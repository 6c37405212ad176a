//! cfgdrive core library.
//!
//! Detects VFAT config drives (volume label `config-2`) and extracts their contents using
//! the external mtools binaries. Process execution and working-directory changes go through
//! `cfgdrive-hal`.

pub mod cli;
pub mod config;
pub mod logging;
pub mod scan;
pub mod vfat;

#[cfg(test)]
mod test_env;

pub use config::ToolConfig;
pub use scan::{scan_and_extract, ProbeResult, ScanReport};
pub use vfat::{copy_from_vfat_drive, is_config_drive, CONFIG_DRIVE_LABEL};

*-*-*

Exercise objective
Final part of the records: return the line that contains "their contents using" and every line after it, exactly, with no other lines added.

Exercise solution
//! Detects VFAT config drives (volume label `config-2`) and extracts their contents using
//! the external mtools binaries. Process execution and working-directory changes go through
//! `cfgdrive-hal`.

pub mod cli;
pub mod config;
pub mod logging;
pub mod scan;
pub mod vfat;

#[cfg(test)]
mod test_env;

pub use config::ToolConfig;
pub use scan::{scan_and_extract, ProbeResult, ScanReport};
pub use vfat::{copy_from_vfat_drive, is_config_drive, CONFIG_DRIVE_LABEL};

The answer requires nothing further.